The corporate suit meets the cool, laid-back dude. (No, this is not the latest Apple commercial.
Written by Joe McKendrick, Contributing Writer

The corporate suit meets the cool, laid-back dude. (No, this is not the latest Apple commercial.) In the emerging SOA-Web 2.0 paradigm, Web 2.0ers with their mashups, rich client applications, and community-based development approaches may be able to take advantage of loosely coupled services that can call corporate data and applications.

But, alas, such a perfect union does not exist yet. Stephen Maryka, CTO and co-founder of ICEsoft Technologies, doesn't believe Java Enterprise Edition -- the SOA platform of choice for many enterprises -- is equipped to handle the emergence of Web 2.0.  In a new commentary posted at SearchWebServices, he points out that "approaches are emerging to support Web 2.0 capabilities, most of which rely heavily on JavaScript implementations that leverage Ajax techniques." 
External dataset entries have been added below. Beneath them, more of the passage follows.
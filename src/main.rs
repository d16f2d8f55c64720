use anyhow::{Context, Result};
use clap::{Parser, Subcommand};
use std::path::PathBuf;
use std::sync::Arc;

use media_monitor::config::Config;
use media_monitor::feed::Fetcher;
use media_monitor::ingest::Coordinator;
use media_monitor::storage::{Database, DatabaseError, NewSource, SourceType};
use media_monitor::summarize::{
    AnalysisPreset, RemoteSummarizer, SummaryRequest, SummaryService,
};
use media_monitor::util::validate_source_url;

#[derive(Parser, Debug)]
#[command(
    name = "media-monitor",
    version,
    about = "Ingest media feeds into SQLite and summarize them with an LLM"
)]
struct Args {
    /// Path to config.toml
    #[arg(long, value_name = "FILE", default_value = "config.toml", global = true)]
    config: PathBuf,

    /// Database path (overrides database_path in the config file)
    #[arg(long, value_name = "FILE", global = true)]
    db: Option<PathBuf>,

    /// Log filter used when RUST_LOG is unset
    #[arg(long, default_value = "info", global = true)]
    log_level: String,

    #[command(subcommand)]
    command: Command,
}

#[derive(Subcommand, Debug)]
enum Command {
    /// Fetch every due source and store new items
    Ingest {
        /// Print the run report as JSON
        #[arg(long)]
        json: bool,
    },
    /// Manage configured sources
    Sources {
        #[command(subcommand)]
        action: SourcesCommand,
    },
    /// Delete content older than the retention window
    Cleanup {
        /// Retention in days (defaults to retention_days from the config)
        #[arg(long)]
        days: Option<u32>,
    },
    /// Summarize stored content items
    Summarize {
        /// Content ids, comma separated
        #[arg(long, value_delimiter = ',', required = true)]
        ids: Vec<i64>,

        #[arg(long, required_unless_present = "preset", conflicts_with = "preset")]
        prompt: Option<String>,

        /// Use a canned analysis prompt
        #[arg(long, value_enum)]
        preset: Option<AnalysisPreset>,

        #[arg(long)]
        json: bool,
    },
    /// Show recently stored summaries
    Summaries {
        #[arg(long, default_value_t = 10)]
        limit: i64,
    },
}

#[derive(Subcommand, Debug)]
enum SourcesCommand {
    /// List all sources with their fetch state
    List,
    /// Add a source
    Add {
        name: String,
        url: String,
        #[arg(long = "type", value_name = "TYPE")]
        source_type: SourceType,
        /// Refresh interval in seconds
        #[arg(long)]
        interval: Option<i64>,
        #[arg(long)]
        description: Option<String>,
    },
    /// Stop fetching a source; its content is kept
    Deactivate { name: String },
    /// Clear the failure counter of a source tripped by the circuit breaker
    Reset { name: String },
}

#[tokio::main]
async fn main() -> Result<()> {
    let args = Args::parse();

    let filter = tracing_subscriber::EnvFilter::try_from_default_env()
        .unwrap_or_else(|_| tracing_subscriber::EnvFilter::new(&args.log_level));
    tracing_subscriber::fmt()
        .with_env_filter(filter)
        .with_writer(std::io::stderr)
        .init();

    let config = Config::load(&args.config)
        .with_context(|| format!("Failed to load config from {}", args.config.display()))?;

    let db_path = match &args.db {
        Some(path) => path
            .to_str()
            .ok_or_else(|| anyhow::anyhow!("Invalid UTF-8 in database path"))?
            .to_owned(),
        None => config.database_path.clone(),
    };

    let db = match Database::open(&db_path).await {
        Ok(db) => db,
        Err(DatabaseError::InstanceLocked) => {
            eprintln!(
                "Error: Another media-monitor process appears to hold the database. Please wait for it to finish and try again."
            );
            std::process::exit(1);
        }
        Err(e) => {
            return Err(anyhow::anyhow!("Failed to open database: {}", e));
        }
    };

    db.sync_sources(&config.sources)
        .await
        .context("Failed to sync sources from config")?;

    match args.command {
        Command::Ingest { json } => ingest(&config, db, json).await,
        Command::Sources { action } => sources(&config, &db, action).await,
        Command::Cleanup { days } => {
            let days = days.unwrap_or(config.retention_days);
            let removed = db
                .cleanup_old_content(days)
                .await
                .context("Failed to clean up old content")?;
            println!("Removed {} items older than {} days", removed, days);
            Ok(())
        }
        Command::Summarize {
            ids,
            prompt,
            preset,
            json,
        } => {
            let prompt = match (prompt, preset) {
                (Some(prompt), _) => prompt,
                (None, Some(preset)) => preset.prompt().to_owned(),
                (None, None) => anyhow::bail!("Either --prompt or --preset is required"),
            };
            summarize(&config, db, ids, prompt, json).await
        }
        Command::Summaries { limit } => {
            let summaries = db
                .recent_summaries(limit)
                .await
                .context("Failed to load summaries")?;
            if summaries.is_empty() {
                println!("No summaries yet.");
            }
            for s in summaries {
                let created = chrono::DateTime::from_timestamp(s.created_at, 0)
                    .map(|t| t.format("%Y-%m-%d %H:%M").to_string())
                    .unwrap_or_default();
                println!(
                    "#{} {} ({}, items {:?})\n{}\n",
                    s.id, created, s.model_used, s.content_ids, s.summary_text
                );
            }
            Ok(())
        }
    }
}

async fn ingest(config: &Config, db: Database, json: bool) -> Result<()> {
    let fetcher = Fetcher::new(&config.fetch.user_agent, config.fetch_policy())
        .context("Failed to build HTTP client")?;
    let coordinator = Coordinator::new(Arc::new(db), fetcher, config.ingest_options());

    let report = coordinator.run().await.context("Ingestion run failed")?;

    if json {
        println!(
            "{}",
            serde_json::to_string_pretty(&report).context("Failed to encode report")?
        );
    } else {
        println!("{}", report);
    }

    if report.is_total_failure() {
        std::process::exit(1);
    }
    Ok(())
}

async fn sources(config: &Config, db: &Database, action: SourcesCommand) -> Result<()> {
    match action {
        SourcesCommand::List => {
            let sources = db.list_sources().await.context("Failed to list sources")?;
            if sources.is_empty() {
                println!("No sources configured. Add [[sources]] to the config or run `media-monitor sources add`.");
            }
            for s in sources {
                let last = s
                    .last_updated
                    .and_then(|ts| chrono::DateTime::from_timestamp(ts, 0))
                    .map(|t| t.format("%Y-%m-%d %H:%M").to_string())
                    .unwrap_or_else(|| "never".to_string());
                let state = if !s.is_active {
                    "inactive".to_string()
                } else if s.consecutive_failures > 0 {
                    format!("{} failures", s.consecutive_failures)
                } else {
                    "ok".to_string()
                };
                println!(
                    "{:>4}  {:<32} {:<16} {:<12} {}  {}",
                    s.id, s.name, s.source_type, state, last, s.url
                );
            }
        }
        SourcesCommand::Add {
            name,
            url,
            source_type,
            interval,
            description,
        } => {
            let url = validate_source_url(&url, config.fetch.allow_private_hosts)
                .with_context(|| format!("Rejected source URL '{}'", url))?;
            let mut source = NewSource::new(name, url.as_str(), source_type);
            source.description = description;
            if let Some(interval) = interval {
                source.update_interval = interval;
            }
            let id = db
                .add_source(&source)
                .await
                .with_context(|| format!("Failed to add source '{}'", source.name))?;
            println!("Added source #{}: {}", id, source.name);
        }
        SourcesCommand::Deactivate { name } => {
            if db
                .deactivate_source(&name)
                .await
                .context("Failed to deactivate source")?
            {
                println!("Deactivated {}", name);
            } else {
                anyhow::bail!("No source named '{}'", name);
            }
        }
        SourcesCommand::Reset { name } => {
            let source = db
                .find_source_by_name(&name)
                .await
                .context("Failed to look up source")?
                .ok_or_else(|| anyhow::anyhow!("No source named '{}'", name))?;
            db.reset_source_failures(source.id)
                .await
                .context("Failed to reset source")?;
            println!("Reset failure count for {}", name);
        }
    }
    Ok(())
}

async fn summarize(
    config: &Config,
    db: Database,
    ids: Vec<i64>,
    prompt: String,
    json: bool,
) -> Result<()> {
    let api_key = config.summarizer.resolve_api_key().ok_or_else(|| {
        anyhow::anyhow!(
            "No API key configured. Set {} or [summarizer] api_key in the config file.",
            media_monitor::config::API_KEY_ENV
        )
    })?;

    let summarizer = RemoteSummarizer::new(
        config.summarizer.api_url.clone(),
        api_key,
        config.summarizer.model.clone(),
    )
    .with_timeout(config.summarizer.timeout());
    let service = SummaryService::new(db, Arc::new(summarizer))
        .with_max_tokens(config.summarizer.max_tokens);

    let response = service
        .summarize(&SummaryRequest {
            content_ids: ids,
            prompt,
        })
        .await?;

    if json {
        println!(
            "{}",
            serde_json::to_string_pretty(&response).context("Failed to encode summary")?
        );
    } else {
        println!("{}", response.summary_text);
        eprintln!(
            "\nsummary #{} by {} ({} tokens)",
            response.summary_id,
            response.model_used,
            response
                .tokens_used
                .map(|t| t.to_string())
                .unwrap_or_else(|| "?".into())
        );
    }
    Ok(())
}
However, while Web 2.0 has increasingly become mostly about Ajax, Java EE was designed before Ajax really hit in a big way. As Maryka puts it:

"In the Java EE specification, JavaServer Faces provides the presentation layer, but its current revision pre-dates the popular emergence of Ajax techniques and Web 2.0 concepts. The extensible component architecture in JSF has proven to be well-suited to incorporation of Ajax techniques at the component level, but the problem with component-level Ajax techniques is that they exist within little silos of interactivity that circumvent the JSF lifecycle. What is needed is a more holistic approach to incorporating Ajax interactions within the JSF lifecycle."

Maryka advises that improvements need to be made in Java EE's User Interaction Model, and in the Incremental Presentation Update. "The current user interaction model in JSF is form based, which is too crude to deliver rich Web 2.0 features," he argues.